There were excited questions, too, about whether 82nd Airborne Division troops would be parachuting into their new bases in a dramatic show of force. “I don’t anticipate it will be a tactical operation in that regard,” Mr. Kirby said.
This is not to say U.S. military officials haven’t taken note of some troubling developments in recent weeks.
When Russian soldiers first began massing on Ukraine’s border, for example, troop formations were “big, non-tactical,” and “easy to see from space, easy for reporters to see,” Mr. Breedlove noted – in other words, a plausible bluff.
Yet in recent weeks they have morphed into “more tactical formations,” including field hospitals, fuel depots, and logistics trains, prompting questions about what precisely the Russians have planned.
Pentagon officials acknowledge that they’re not sure, either. Mr. Putin “is providing himself many options, lots more capabilities,” Mr. Kirby said. “For exactly what purpose? We don’t know right now.”
Even so, U.S. officials don’t seem particularly alarmed, judging by the number of troops headed to eastern Europe. “In terms of combat capabilities, it’s fairly minimal given what they would be up against,” says retired Col. Peter Mansoor, executive officer to Gen. David Petraeus during the Iraq War and now professor of history at The Ohio State University. “In that sense, the deployment is a diplomatic statement.”
That the troops are intended to send a message of solidarity to NATO partners, however, doesn’t prevent them from doing “practical things” like training with allied militaries, tracking down intelligence, helping with border patrols, and “coordinating with civilian authorities to plan for restoring power or other essential services,” notes Kori Schake, senior fellow at the American Enterprise Institute.
And if the Biden administration was interested in “really changing the Russian calculus,” it could also bring in fighter jets, said retired Gen. Wesley Clark, a former Supreme Allied Commander of NATO who also took part in the Atlantic Council discussion.
In the event that Russia decided to launch a “massive air offensive, you can be sure they wouldn’t hesitate” to “waggle their wings and beat their chests” in the air space of other eastern European countries as well, General Clark said – in which case NATO allies might need additional reassurance from the U.S. “The Russian military is arrogant and full of itself because it’s got new equipment, it’s been successful in Syria, and it knows how the U.S. Air Force operates.”
Yet despite this apparent hubris, the lessons of the 20th century should serve as a warning to Russia, Mr. Clark added, invoking the example of the Korean War.
America had declared that South Korea wasn’t part of its “defensive perimeter,” and, hearing this, North Korean leaders had approached China with their plans for overrunning Seoul. Beijing warned them against it, saying: “‘You better be careful because the Americans are unpredictable, and they might still intervene,’” Mr. Clark said. North Korea proceeded nonetheless, and “sure enough, President Truman ordered the invasion.”
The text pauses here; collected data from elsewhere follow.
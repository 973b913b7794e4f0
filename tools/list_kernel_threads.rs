#!/usr/bin/env rust-script
//! List kernel threads on Linux and macOS for verification against htop
//!
//! Usage:
//!   cargo run --bin list_kernel_threads
//!
//! Or compile directly:
//!   rustc tools/list_kernel_threads.rs -o list_kernel_threads && ./list_kernel_threads

#[cfg(target_os = "linux")]
use std::fs;

fn main() {
    #[cfg(target_os = "linux")]
    list_kernel_threads_linux();

    #[cfg(target_os = "macos")]
    list_kernel_threads_macos();

    #[cfg(not(any(target_os = "linux", target_os = "macos")))]
    println!("Unsupported platform");
}

#[cfg(target_os = "linux")]
fn list_kernel_threads_linux() {
    println!("=== Linux Kernel Threads ===\n");
    println!("Kernel threads are identified by:");
    println!("  1. PPID = 2 (parent is kthreadd), OR");
    println!("  2. PID = 2 (kthreadd itself), OR");
    println!("  3. PF_KTHREAD flag (0x00200000) in /proc/[pid]/stat flags field\n");
    println!("{:<8} {:<8} {:<6} {:<20} {}", "PID", "PPID", "KTHRD", "COMM", "CMDLINE");
    println!("{}", "-".repeat(70));

    let mut kernel_threads = Vec::new();
    let mut user_processes = Vec::new();

    if let Ok(entries) = fs::read_dir("/proc") {
        for entry in entries.flatten() {
            let name = entry.file_name();
            let name_str = name.to_string_lossy();
            
            // Only process numeric directories (PIDs)
            if let Ok(pid) = name_str.parse::<i32>() {
                let proc_path = entry.path();
                
                // Read stat file
                let stat_path = proc_path.join("stat");
                let stat_content = match fs::read_to_string(&stat_path) {
                    Ok(c) => c,
                    Err(_) => continue,
                };
                
                // Parse stat - format: pid (comm) state ppid ...
                // Find the last ')' to handle comm with spaces/parens
                let comm_end = match stat_content.rfind(')') {
                    Some(pos) => pos,
                    None => continue,
                };
                
                let comm_start = match stat_content.find('(') {
                    Some(pos) => pos + 1,
                    None => continue,
                };
                
                let comm = &stat_content[comm_start..comm_end];
                let after_comm = &stat_content[comm_end + 2..]; // skip ") "
                let fields: Vec<&str> = after_comm.split_whitespace().collect();
                
                if fields.len() < 7 {
                    continue;
                }
                
                let ppid: i32 = fields[1].parse().unwrap_or(0);
                let flags: u64 = fields[6].parse().unwrap_or(0);
                
                // Check if kernel thread
                // PF_KTHREAD = 0x00200000 (from Linux kernel headers)
                const PF_KTHREAD: u64 = 0x00200000;
                let is_kthread_by_flag = (flags & PF_KTHREAD) != 0;
                let is_kthread_by_ppid = ppid == 2 || pid == 2;
                let is_kernel_thread = is_kthread_by_flag || is_kthread_by_ppid;
                
                // Read cmdline
                let cmdline_path = proc_path.join("cmdline");
                let cmdline = fs::read_to_string(&cmdline_path)
                    .unwrap_or_default()
                    .replace('\0', " ")
                    .trim()
                    .to_string();
                
                let cmdline_display = if cmdline.is_empty() {
                    format!("[{}]", comm) // Kernel threads have empty cmdline
                } else {
                    cmdline.chars().take(40).collect()
                };
                
                let entry = (pid, ppid, is_kernel_thread, comm.to_string(), cmdline_display);
                
                if is_kernel_thread {
                    kernel_threads.push(entry);
                } else {
                    user_processes.push(entry);
                }
            }
        }
    }
    
    // Sort by PID
    kernel_threads.sort_by_key(|e| e.0);
    user_processes.sort_by_key(|e| e.0);
    
    println!("\n--- Kernel Threads (first 30) ---");
    for (pid, ppid, _, comm, cmdline) in kernel_threads.iter().take(30) {
        println!("{:<8} {:<8} {:<6} {:<20} {}", pid, ppid, "YES", comm, cmdline);
    }
    
    println!("\n--- User Processes (first 10) ---");
    for (pid, ppid, _, comm, cmdline) in user_processes.iter().take(10) {
        println!("{:<8} {:<8} {:<6} {:<20} {}", pid, ppid, "NO", comm, cmdline);
    }
    
    println!("\n=== Summary ===");
    println!("Total kernel threads: {}", kernel_threads.len());
    println!("Total user processes: {}", user_processes.len());
    println!("\nTo verify in htop-rs:");
    println!("  1. Run htop-rs");
    println!("  2. Press 'K' to toggle hide kernel threads");
    println!("  3. Kernel threads should disappear/reappear");
    println!("  4. Kernel threads are shown with brackets: [kthreadd], [ksoftirqd/0], etc.");
}

#[cfg(target_os = "macos")]
fn list_kernel_threads_macos() {
    use std::process::Command;
    
    println!("=== macOS Kernel Threads ===\n");
    println!("On macOS, kernel threads are identified by:");
    println!("  1. Processes owned by root (UID 0) with specific names, OR");
    println!("  2. Processes in the kernel_task family\n");
    println!("Note: macOS doesn't expose kernel threads the same way Linux does.");
    println!("The 'kernel_task' process (PID 0) represents kernel activity.\n");
    
    // Use ps to list processes
    let output = Command::new("ps")
        .args(["-axo", "pid,ppid,uid,comm"])
        .output()
        .expect("Failed to run ps");
    
    let stdout = String::from_utf8_lossy(&output.stdout);
    
    println!("{:<8} {:<8} {:<8} {}", "PID", "PPID", "UID", "COMMAND");
    println!("{}", "-".repeat(60));
    
    let mut kernel_like = Vec::new();
    let mut user_procs = Vec::new();
    
    for line in stdout.lines().skip(1) { // skip header
        let parts: Vec<&str> = line.split_whitespace().collect();
        if parts.len() >= 4 {
            let pid: i32 = parts[0].parse().unwrap_or(-1);
            let ppid: i32 = parts[1].parse().unwrap_or(-1);
            let uid: u32 = parts[2].parse().unwrap_or(u32::MAX);
            let comm = parts[3..].join(" ");
            
            // On macOS, "kernel-like" processes:
            // - kernel_task (PID 0)
            // - launchd (PID 1) 
            // - Various system daemons owned by root
            let is_kernel_like = pid == 0 
                || comm.contains("kernel_task")
                || (uid == 0 && (
                    comm.starts_with("com.apple.") 
                    || comm.contains("kext")
                    || comm.contains("kernel")
                ));
            
            if is_kernel_like {
                kernel_like.push((pid, ppid, uid, comm));
            } else {
                user_procs.push((pid, ppid, uid, comm));
            }
        }
    }
    
    println!("\n--- Kernel-like Processes ---");
    for (pid, ppid, uid, comm) in kernel_like.iter().take(20) {
        println!("{:<8} {:<8} {:<8} {}", pid, ppid, uid, comm);
    }
    
    println!("\n--- Sample User Processes (first 10) ---");
    for (pid, ppid, uid, comm) in user_procs.iter().take(10) {
        println!("{:<8} {:<8} {:<8} {}", pid, ppid, uid, comm);
    }
    
    println!("\n=== Summary ===");
    println!("Kernel-like processes: {}", kernel_like.len());
    println!("User processes: {}", user_procs.len());
    println!("\nNote: macOS htop-rs identifies kernel threads differently than Linux.");
    println!("On macOS, there's no direct equivalent to Linux kernel threads.");
    println!("The 'K' key in htop-rs may have limited effect on macOS.");
}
In other words, though U.S. troops almost certainly won’t be fighting Russians in Ukraine, their arrival in the region could plant a small seed of doubt in Mr. Putin’s mind that that could change, should things get particularly ugly.
The Pentagon, for its part, did not rule out the possibility that U.S. forces could go into Ukraine to conduct “noncombatant evacuations” if needed.
Beyond all this messaging to Moscow, sending U.S. troops into eastern Europe is a move designed for domestic consumption as well, notes Rajan Menon, director of the Grand Strategy program at the Defense Priorities think tank.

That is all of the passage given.